Pinto: You mentioned genetic screening is performed in Malaysia, is this neonatal screening?
Chee: The techniques are available, but are not compulsory, but voluntary. PKU is done in hospital, other tests are performed if the parents seek them.
Pinto: You mentioned privatization had begun due to the problems in the lack of funding of the public heath scheme. Is the government moving towards a semi-private health care system? In Canada, there is discussion of a fully private system like the USA.
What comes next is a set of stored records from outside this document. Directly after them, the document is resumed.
//! Parameter store repository
//!
//! Carries validated token parameters from the entry step to the deploy step.

use crate::domain::entities::TokenParameters;
use crate::shared::error::DeployError;

/// Parameter store trait
pub trait ParameterStore: Send + Sync {
    /// Persist parameters under the session key, replacing any previous value
    fn save(&self, params: &TokenParameters) -> Result<(), DeployError>;

    /// Load the persisted parameters, `None` when nothing was saved
    fn load(&self) -> Result<Option<TokenParameters>, DeployError>;

    /// Forget the persisted parameters
    fn clear(&self) -> Result<(), DeployError>;
}
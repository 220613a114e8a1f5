//! Basic type aliases shared by the pipeline stages

pub use ethers::types::{Address, Bytes, H256, U256};

pub type ChainId = u64;
pub type Wei = U256;
pub type GasUnits = U256;
pub type TransactionHash = H256;
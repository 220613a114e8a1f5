//! Core pipeline stages
//!
//! Each stage wraps one interaction with the wallet or the artifact source:
//! connecting, network verification, fee estimation, deployment and
//! artifact loading.

pub mod wallet;
pub mod network;
pub mod fees;
pub mod deployment;
pub mod artifacts;

pub use wallet::{SessionSubscription, WalletConnector};
pub use network::{NetworkCheck, NetworkGuarantor};
pub use fees::{FeeEstimator, PricedDeployment};
pub use deployment::DeploymentExecutor;
pub use artifacts::ArtifactLoader;
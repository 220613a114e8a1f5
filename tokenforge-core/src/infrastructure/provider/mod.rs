//! Wallet provider abstraction
//!
//! The pipeline talks to the wallet exclusively through [`WalletProvider`],
//! an EIP-1193 style surface: account authorization, chain inspection and
//! switching, gas queries, transaction submission, and a broadcast stream of
//! account/chain change events.

pub mod rpc;
pub mod watcher;

pub use rpc::RpcWalletProvider;
pub use watcher::EventWatcher;

use crate::shared::constants::{UNRECOGNIZED_CHAIN_CODE, USER_REJECTED_CODE};
use crate::shared::types::{Address, Bytes, ChainId, GasUnits, TransactionHash, Wei};
use async_trait::async_trait;
use ethers::providers::RpcError;
use thiserror::Error;
use tokio::sync::broadcast;

/// Failure reported by the wallet provider
#[derive(Error, Debug, Clone, PartialEq, Eq)]
pub enum ProviderError {
    #[error("User rejected the request")]
    UserRejected,

    #[error("Unrecognized chain: {0}")]
    UnrecognizedChain(String),

    #[error("RPC error {code}: {message}")]
    Rpc { code: i64, message: String },

    #[error("Transport error: {0}")]
    Transport(String),
}

impl ProviderError {
    /// Classify a JSON-RPC error response by its EIP-1193 code
    pub fn from_rpc(code: i64, message: impl Into<String>) -> Self {
        let message = message.into();
        match code {
            USER_REJECTED_CODE => Self::UserRejected,
            UNRECOGNIZED_CHAIN_CODE => Self::UnrecognizedChain(message),
            _ => Self::Rpc { code, message },
        }
    }

    pub fn is_user_rejection(&self) -> bool {
        matches!(self, Self::UserRejected)
    }
}

impl From<ethers::providers::ProviderError> for ProviderError {
    fn from(err: ethers::providers::ProviderError) -> Self {
        match err.as_error_response() {
            Some(response) => Self::from_rpc(response.code, response.message.clone()),
            None => Self::Transport(err.to_string()),
        }
    }
}

/// Events a wallet emits on its own initiative
#[derive(Debug, Clone, PartialEq, Eq)]
pub enum ProviderEvent {
    AccountsChanged(Vec<Address>),
    ChainChanged(ChainId),
}

impl ProviderEvent {
    /// Whether the event makes any in-flight pipeline step meaningless for a
    /// session on `current_chain`. Losing every account or moving to another
    /// chain does. Switching to a different account only refreshes the
    /// session, and a `chainChanged` for the chain already in use is the echo
    /// of our own switch.
    pub fn invalidates_flow(&self, current_chain: Option<ChainId>) -> bool {
        match self {
            Self::AccountsChanged(accounts) => accounts.is_empty(),
            Self::ChainChanged(chain_id) => current_chain != Some(*chain_id),
        }
    }
}

/// A fully priced contract creation transaction
#[derive(Debug, Clone, PartialEq, Eq)]
pub struct DeploymentRequest {
    pub from: Address,
    pub data: Bytes,
    pub gas: GasUnits,
    pub gas_price: Wei,
}

/// Receipt of an included transaction
#[derive(Debug, Clone, PartialEq, Eq, Default)]
pub struct DeploymentReceipt {
    pub transaction_hash: TransactionHash,
    pub contract_address: Option<Address>,
    pub block_number: Option<u64>,
    pub gas_used: Option<GasUnits>,
    /// 1 for success, 0 for revert, absent on pre-Byzantium chains
    pub status: Option<u64>,
}

/// Wallet provider trait
#[cfg_attr(test, mockall::automock)]
#[async_trait]
pub trait WalletProvider: Send + Sync {
    /// Ask the user to authorize account access
    async fn request_accounts(&self) -> Result<Vec<Address>, ProviderError>;

    /// Chain the wallet is currently on
    async fn chain_id(&self) -> Result<u64, ProviderError>;

    /// Ask the user to move the wallet to another chain (`0x`-prefixed id).
    /// Resolves only once the user has answered the prompt.
    async fn switch_chain(&self, chain_id_hex: &str) -> Result<(), ProviderError>;

    async fn gas_price(&self) -> Result<Wei, ProviderError>;

    async fn estimate_gas(&self, call_data: &Bytes, from: Address) -> Result<GasUnits, ProviderError>;

    /// Submit the transaction and wait until it is included
    async fn send_transaction(&self, request: DeploymentRequest) -> Result<DeploymentReceipt, ProviderError>;

    /// Subscribe to account and chain change events
    fn subscribe(&self) -> broadcast::Receiver<ProviderEvent>;
}
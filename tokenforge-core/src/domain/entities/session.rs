//! Wallet session entity

use crate::shared::utils::chain_id_to_hex;
use ethers::types::Address;
use serde::{Deserialize, Serialize};

/// The connected account and the chain the wallet is currently on
#[derive(Debug, Clone, Copy, PartialEq, Eq, Serialize, Deserialize)]
pub struct WalletSession {
    pub account: Address,
    pub chain_id: u64,
}

impl WalletSession {
    pub fn new(account: Address, chain_id: u64) -> Self {
        Self { account, chain_id }
    }

    pub fn is_on(&self, chain_id: u64) -> bool {
        self.chain_id == chain_id
    }

    pub fn chain_id_hex(&self) -> String {
        chain_id_to_hex(self.chain_id)
    }
}
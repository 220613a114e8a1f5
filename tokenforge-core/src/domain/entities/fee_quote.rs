//! Fee quote entity
//!
//! A quote is presentational: it reserves nothing and is recomputed whenever
//! parameters or the network change.

use crate::shared::constants::NetworkConfig;
use crate::shared::error::DeployError;
use crate::shared::types::{GasUnits, Wei};
use crate::shared::utils::format_native;

#[derive(Debug, Clone, Copy, PartialEq, Eq)]
pub struct FeeQuote {
    pub gas_price_wei: Wei,
    pub gas_estimate_units: GasUnits,
    pub total_fee_wei: Wei,
}

impl FeeQuote {
    /// Exact product of price and estimate. A product beyond 256 bits is an
    /// error rather than a wrapped value.
    pub fn new(gas_price_wei: Wei, gas_estimate_units: GasUnits) -> Result<Self, DeployError> {
        let total_fee_wei = gas_price_wei
            .checked_mul(gas_estimate_units)
            .ok_or_else(|| DeployError::estimation("Fee exceeds the 256-bit range"))?;
        Ok(Self {
            gas_price_wei,
            gas_estimate_units,
            total_fee_wei,
        })
    }

    /// Total fee in the network's native unit, e.g. `0.0042 BNB`
    pub fn display(&self, network: &NetworkConfig) -> Result<String, DeployError> {
        let amount = format_native(self.total_fee_wei, network.decimals)?;
        Ok(format!("{} {}", amount, network.native_currency))
    }
}
//! imagec-store: SQLite result store and query layer.
//!
//! [`Store`] implements the engine's [`ResultSink`](imagec_engine::ResultSink)
//! so a scheduler can write straight into a results file. The [`query`]
//! module reads a finished job back as [`Table`]s for export.

pub mod error;
pub mod query;
pub mod schema;
pub mod store;
pub mod table;

pub use error::StoreError;
pub use query::{ColumnSpec, Format, ResultsFilter, ResultsSettings, View, query};
pub use schema::SCHEMA_VERSION;
pub use store::{Appender, JobInfo, Store};
pub use table::{ColumnHeader, RowHeader, Stat, Table, row_label};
Chee: In Malaysia it is not fully clear, there is a lot of discussion behind closed doors. The government idea is corporization, so that all large hospitals will become corporate entities, and function in that way. The word corporization is used rather than privatization because the ownership still resides with the government. What is unclear is how the hospitals will be managed, and whether communities or local governments can have representatives, it is up to the political environment, and negotiations to determine this.
Verma: You have a multiracial society, a majority Muslims, then Chinese, and some Indians. What are the laws for abortion? I have been involved in thalassemia genetic screening, which is a common disease in your country, and the current strategy is to avoid by aborting an affected fetus. What is the current situation in Malaysia?
Chee: This would not be the official government policy, but I am not sure. Abortions are legal if the continuation of the pregnancy endangers the health of the mother, it can include physical and mental health. Among international abortion laws it is one of the more liberal ones according to Dr Kishore, but it was the result of a very long campaign by womenfs organizations against violence in women. Before 1989 when the current law was introduced, abortions were only allowed if the life of the mother was at stake. However, after the campaign, the law was changed.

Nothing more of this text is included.